STORED DATA START

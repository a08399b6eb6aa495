//! Compact currency formatting
//!
//! Magnitude-appropriate unit suffixes, with extra precision for sub-dollar
//! values where the interesting digits live far behind the decimal point.

/// Format a USD amount as a compact human-readable string.
///
/// Buckets:
/// - `v < 1000` → `$X.XX`
/// - `1000 <= v < 1e6` → `$X.XXK`
/// - `1e6 <= v < 1e9` → `$X.XXM`
/// - `v >= 1e9` → `$X.XXB`
///
/// Sub-dollar precision grows as magnitude shrinks: 3 decimals down to 0.01,
/// 4 down to 0.001, 5 down to 0.0001, else back to 2.
pub fn humanize_usd(value: f64) -> String {
    if value < 1.0 && value > 0.01 {
        return format!("${value:.3}");
    }
    if value < 1.0 && value > 0.001 {
        return format!("${value:.4}");
    }
    if value < 1.0 && value > 0.0001 {
        return format!("${value:.5}");
    }

    if value < 1_000.0 {
        return format!("${value:.2}");
    }
    if value < 1_000_000.0 {
        return format!("${:.2}K", value / 1_000.0);
    }
    if value < 1_000_000_000.0 {
        return format!("${:.2}M", value / 1_000_000.0);
    }

    format!("${:.2}B", value / 1_000_000_000.0)
}

#[cfg(test)]
mod tests {
    use super::*;

    #[test]
    fn test_plain_bucket() {
        assert_eq!(humanize_usd(0.0), "$0.00");
        assert_eq!(humanize_usd(1.0), "$1.00");
        assert_eq!(humanize_usd(999.0), "$999.00");
        assert_eq!(humanize_usd(999.999), "$1000.00");
    }

    #[test]
    fn test_thousands_bucket() {
        assert_eq!(humanize_usd(1_000.0), "$1.00K");
        assert_eq!(humanize_usd(1_234.5), "$1.23K");
        assert_eq!(humanize_usd(999_999.0), "$1000.00K");
    }

    #[test]
    fn test_millions_and_billions() {
        assert_eq!(humanize_usd(1_000_000.0), "$1.00M");
        assert_eq!(humanize_usd(1_500_000.0), "$1.50M");
        assert_eq!(humanize_usd(2_000_000_000.0), "$2.00B");
        assert_eq!(humanize_usd(12_340_000_000.0), "$12.34B");
    }

    #[test]
    fn test_sub_dollar_precision() {
        assert_eq!(humanize_usd(0.5), "$0.500");
        assert_eq!(humanize_usd(0.0123), "$0.012");
        assert_eq!(humanize_usd(0.005), "$0.0050");
        assert_eq!(humanize_usd(0.00032), "$0.00032");
        // Below the finest bucket, back to two decimals
        assert_eq!(humanize_usd(0.00001), "$0.00");
    }
}
// This Source Code Form is subject to the terms of the Mozilla Public
// License, v. 2.0. If a copy of the MPL was not distributed with this
// file, You can obtain one at https://mozilla.org/MPL/2.0/.

//! Single-call mutations followed by cache invalidation.

use crate::error::TransportError;
use crate::query::{QueryCache, QueryKey};
use std::future::Future;

/// Cache entries refreshed after a successful mutation.
#[derive(Debug, Clone, PartialEq, Eq)]
pub enum Invalidation {
    /// Every key of a resource.
    Resource(&'static str),
    /// One exact key.
    Key(QueryKey),
}

impl Invalidation {
    fn apply(&self, cache: &QueryCache) {
        match self {
            Self::Resource(resource) => cache.invalidate_resource(resource),
            Self::Key(key) => cache.invalidate(key),
        }
    }
}

#[derive(Debug, Clone, PartialEq)]
pub enum MutationState {
    Idle,
    Submitting,
    Done,
    Failed(TransportError),
}

/// `Idle -> Submitting -> {Done, Failed}` for one backend call.
#[derive(Debug)]
pub struct Mutation {
    name: &'static str,
    invalidates: Vec<Invalidation>,
    state: MutationState,
}

impl Mutation {
    pub fn new(name: &'static str, invalidates: Vec<Invalidation>) -> Self {
        Self {
            name,
            invalidates,
            state: MutationState::Idle,
        }
    }

    pub fn state(&self) -> &MutationState {
        &self.state
    }

    /// Run `call`; on success apply the invalidations. No retry on failure.
    pub async fn run<T, Fut>(&mut self, cache: &QueryCache, call: Fut) -> Result<T, TransportError>
    where
        Fut: Future<Output = Result<T, TransportError>>,
    {
        self.state = MutationState::Submitting;
        match call.await {
            Ok(value) => {
                for invalidation in &self.invalidates {
                    invalidation.apply(cache);
                }
                tracing::debug!(mutation = self.name, "Mutation done");
                self.state = MutationState::Done;
                Ok(value)
            }
            Err(error) => {
                tracing::warn!(mutation = self.name, error = %error, "Mutation failed");
                self.state = MutationState::Failed(error.clone());
                Err(error)
            }
        }
    }
}
// This Source Code Form is subject to the terms of the Mozilla Public
// License, v. 2.0. If a copy of the MPL was not distributed with this
// file, You can obtain one at https://mozilla.org/MPL/2.0/.

//! Asset list, detail and edit.

use super::secondary;
use crate::error::WebError;
use crate::views::{self, escape};
use crate::AppState;
use axum::{
    extract::{Path, Query, State},
    http::StatusCode,
    response::{Html, IntoResponse, Redirect, Response},
    Form,
};
use bimfm_client::queries::{self, ASSETS, IFC_FILE_ASSETS};
use bimfm_client::{AssetFilter, Invalidation, Mutation};
use bimfm_core::time::format_date;
use bimfm_core::{Asset, AssetUpdateDraft, ConditionStatus, ValidationErrors};
use serde::Deserialize;
use std::fmt::Write;

#[derive(Debug, Deserialize)]
pub struct ListParams {
    #[serde(default)]
    pub condition_status: String,
}

/// GET /assets - Assets, optionally filtered by condition.
pub async fn list(State(state): State<AppState>, Query(params): Query<ListParams>) -> Result<Html<String>, WebError> {
    let condition_status = match params.condition_status.trim() {
        "" => None,
        raw => Some(
            raw.parse::<ConditionStatus>()
                .map_err(|_| WebError::BadRequest(format!("Condição inválida: {}", raw)))?,
        ),
    };
    let filter = AssetFilter {
        condition_status,
        ..Default::default()
    };
    let assets = state.cache.fetch(&queries::assets(&state.api, filter)).await?;

    let selected = condition_status.map(ConditionStatus::as_str).unwrap_or_default();
    let statuses = ConditionStatus::GRADES
        .into_iter()
        .map(|s| (s.as_str().to_string(), s.label().to_string()));
    let mut body = format!(
        "<div class=\"assets\">\n<div class=\"assets-header\">\n<h1>Ativos</h1>\n\
         <form method=\"get\" action=\"/assets\" class=\"assets-filters\">\
         <select name=\"condition_status\"><option value=\"\">Todos os status</option>{}</select> \
         <button type=\"submit\">Filtrar</button></form>\n</div>\n<div class=\"assets-grid\">\n",
        views::options(statuses, selected)
    );

    if assets.is_empty() {
        body.push_str("<div class=\"empty-state\"><p>Nenhum ativo cadastrado.</p></div>\n");
    }
    for asset in assets.iter() {
        let _ = write!(
            body,
            "<a href=\"/assets/{}\" class=\"card asset-card\"><div class=\"asset-card-header\"><h3>{}</h3>{}</div>\
             <div class=\"asset-info\"><div><strong>Tipo:</strong> {}</div>",
            asset.id,
            escape(&asset.display_name()),
            views::condition_badge(asset.condition_status),
            escape(&asset.ifc_type)
        );
        if let Some(manufacturer) = &asset.manufacturer {
            let _ = write!(body, "<div><strong>Fabricante:</strong> {}</div>", escape(manufacturer));
        }
        if let Some(serial) = &asset.serial_number {
            let _ = write!(body, "<div><strong>Nº Série:</strong> {}</div>", escape(serial));
        }
        if let Some(location) = asset.location() {
            let _ = write!(body, "<div><strong>Localização:</strong> {}</div>", escape(&location));
        }
        if let Some(score) = asset.condition_score {
            let _ = write!(body, "<div><strong>Score:</strong> {}/4</div>", score);
        }
        body.push_str("</div></a>\n");
    }
    body.push_str("</div>\n</div>");

    Ok(views::layout("Ativos", "/assets", &body))
}

/// GET /assets/:id - Asset detail with statistics and inspection history.
pub async fn detail(State(state): State<AppState>, Path(id): Path<i64>) -> Result<Html<String>, WebError> {
    render_detail(&state, id, None, None).await
}

/// POST /assets/:id - Update an asset.
pub async fn update(
    State(state): State<AppState>,
    Path(id): Path<i64>,
    Form(draft): Form<AssetUpdateDraft>,
) -> Result<Response, WebError> {
    let update = match draft.validate() {
        Ok(update) => update,
        Err(errors) => {
            let page = render_detail(&state, id, Some(&draft), Some(&errors)).await?;
            return Ok((StatusCode::UNPROCESSABLE_ENTITY, page).into_response());
        }
    };

    let mut mutation = Mutation::new(
        "update_asset",
        vec![
            Invalidation::Key(queries::asset(&state.api, id).key().clone()),
            Invalidation::Resource(ASSETS),
            Invalidation::Resource(IFC_FILE_ASSETS),
        ],
    );
    mutation
        .run(&state.cache, state.api.update_asset(id, &update))
        .await
        .map_err(|e| WebError::mutation(e, "Ativo não encontrado"))?;
    tracing::info!(id, "Asset updated");

    Ok(Redirect::to(&format!("/assets/{}", id)).into_response())
}

/// Edit form values from the stored record.
fn draft_from(asset: &Asset) -> AssetUpdateDraft {
    AssetUpdateDraft {
        name: asset.name.clone().unwrap_or_default(),
        description: asset.description.clone().unwrap_or_default(),
        manufacturer: asset.manufacturer.clone().unwrap_or_default(),
        condition_status: asset
            .condition_status
            .filter(|s| *s != ConditionStatus::Unknown)
            .map(|s| s.as_str().to_string())
            .unwrap_or_default(),
        condition_score: asset.condition_score.map(|s| s.to_string()).unwrap_or_default(),
    }
}

async fn render_detail(
    state: &AppState,
    id: i64,
    draft: Option<&AssetUpdateDraft>,
    errors: Option<&ValidationErrors>,
) -> Result<Html<String>, WebError> {
    let asset_query = queries::asset(&state.api, id);
    let (asset, statistics, inspections) = tokio::join!(
        state.cache.fetch(&asset_query),
        secondary(&state.cache, queries::asset_statistics(&state.api, id)),
        secondary(&state.cache, queries::asset_inspections(&state.api, id)),
    );
    let asset = asset.map_err(|e| WebError::primary(e, "Ativo não encontrado"))?;

    let mut body = format!(
        "<div class=\"asset-detail\">\n<div class=\"detail-header\"><a href=\"/assets\" class=\"back-link\">← Voltar para Ativos</a>\
         <h1>{}</h1><a href=\"/inspections/new?asset_id={}\">Nova Inspeção</a></div>\n",
        escape(&asset.display_name()),
        asset.id
    );

    body.push_str("<section class=\"card\"><h2>Informações do Ativo</h2><ul class=\"info-grid\">");
    let _ = write!(
        body,
        "<li><strong>Tipo IFC:</strong> {}</li><li><strong>GUID:</strong> <span class=\"guid\">{}</span></li>",
        escape(&asset.ifc_type),
        escape(&asset.ifc_guid)
    );
    if let Some(description) = &asset.description {
        let _ = write!(body, "<li><strong>Descrição:</strong> {}</li>", escape(description));
    }
    if let Some(manufacturer) = &asset.manufacturer {
        let _ = write!(body, "<li><strong>Fabricante:</strong> {}</li>", escape(manufacturer));
    }
    if let Some(serial) = &asset.serial_number {
        let _ = write!(body, "<li><strong>Nº Série:</strong> {}</li>", escape(serial));
    }
    if let Some(location) = asset.location() {
        let _ = write!(body, "<li><strong>Localização:</strong> {}</li>", escape(&location));
    }
    let _ = write!(
        body,
        "<li><strong>Condição:</strong> {}</li>",
        views::condition_badge(asset.condition_status)
    );
    if let Some(score) = asset.condition_score {
        let _ = write!(body, "<li><strong>Score:</strong> {}/4</li>", score);
    }
    if let Some(date) = &asset.last_inspection_date {
        let _ = write!(body, "<li><strong>Última Inspeção:</strong> {}</li>", format_date(date));
    }
    body.push_str("</ul></section>\n");

    if let Some(statistics) = &statistics {
        let _ = writeln!(
            body,
            "<section class=\"card\"><h2>Estatísticas</h2><ul class=\"stats-grid\">\
             <li><strong>Total de Inspeções:</strong> {}</li>\
             <li><strong>Com Patologia:</strong> {}</li>\
             <li><strong>Última Inspeção:</strong> {}</li></ul></section>",
            statistics.total_inspections,
            statistics.inspections_with_pathology,
            statistics
                .latest_inspection_date
                .as_ref()
                .map(format_date)
                .unwrap_or_else(|| "N/A".into())
        );
    }

    match inspections.as_deref() {
        Some(inspections) if !inspections.is_empty() => {
            let _ = write!(
                body,
                "<section class=\"card\"><h2>Histórico de Inspeções ({})</h2><ul class=\"inspections-list\">",
                inspections.len()
            );
            for inspection in inspections {
                let _ = write!(
                    body,
                    "<li><a href=\"/inspections/{}\"><span class=\"inspection-code\">{}</span></a> {} \
                     <span>{}</span> <span>{}</span></li>",
                    inspection.id,
                    escape(&inspection.code),
                    views::severity_badge(inspection.severity),
                    escape(&inspection.location),
                    format_date(&inspection.inspection_date)
                );
            }
            body.push_str("</ul></section>\n");
        }
        Some(_) => {}
        None => body.push_str("<p class=\"error\">Não foi possível carregar o histórico de inspeções.</p>\n"),
    }

    let stored = draft_from(&asset);
    let form = draft.unwrap_or(&stored);
    let statuses = ConditionStatus::GRADES
        .into_iter()
        .map(|s| (s.as_str().to_string(), s.label().to_string()));
    let scores = (1..=4u8).map(|s| (s.to_string(), s.to_string()));
    let _ = write!(
        body,
        "<section class=\"card\"><h2>Editar Ativo</h2>\
         <form method=\"post\" action=\"/assets/{id}\" class=\"asset-form\">\
         <label>Nome <input type=\"text\" name=\"name\" value=\"{name}\"></label>{name_err}\
         <label>Descrição <textarea name=\"description\" rows=\"3\">{description}</textarea></label>\
         <label>Fabricante <input type=\"text\" name=\"manufacturer\" value=\"{manufacturer}\"></label>\
         <label>Condição <select name=\"condition_status\"><option value=\"\">N/A</option>{statuses}</select></label>{status_err}\
         <label>Score <select name=\"condition_score\"><option value=\"\">N/A</option>{scores}</select></label>{score_err}\
         <button type=\"submit\">Salvar</button></form></section>\n</div>",
        id = asset.id,
        name = escape(&form.name),
        name_err = views::field_error(errors, "name"),
        description = escape(&form.description),
        manufacturer = escape(&form.manufacturer),
        statuses = views::options(statuses, &form.condition_status),
        status_err = views::field_error(errors, "condition_status"),
        scores = views::options(scores, &form.condition_score),
        score_err = views::field_error(errors, "condition_score"),
    );

    Ok(views::layout(&asset.display_name(), "/assets", &body))
}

STORED DATA END

YOUR ASSIGNMENT: Wherever the word "span" turns up in the records, copy out the line it is on.

ANSWER FOR THIS EXERCISE:
        "<li><strong>Tipo IFC:</strong> {}</li><li><strong>GUID:</strong> <span class=\"guid\">{}</span></li>",
                    "<li><a href=\"/inspections/{}\"><span class=\"inspection-code\">{}</span></a> {} \
                     <span>{}</span> <span>{}</span></li>",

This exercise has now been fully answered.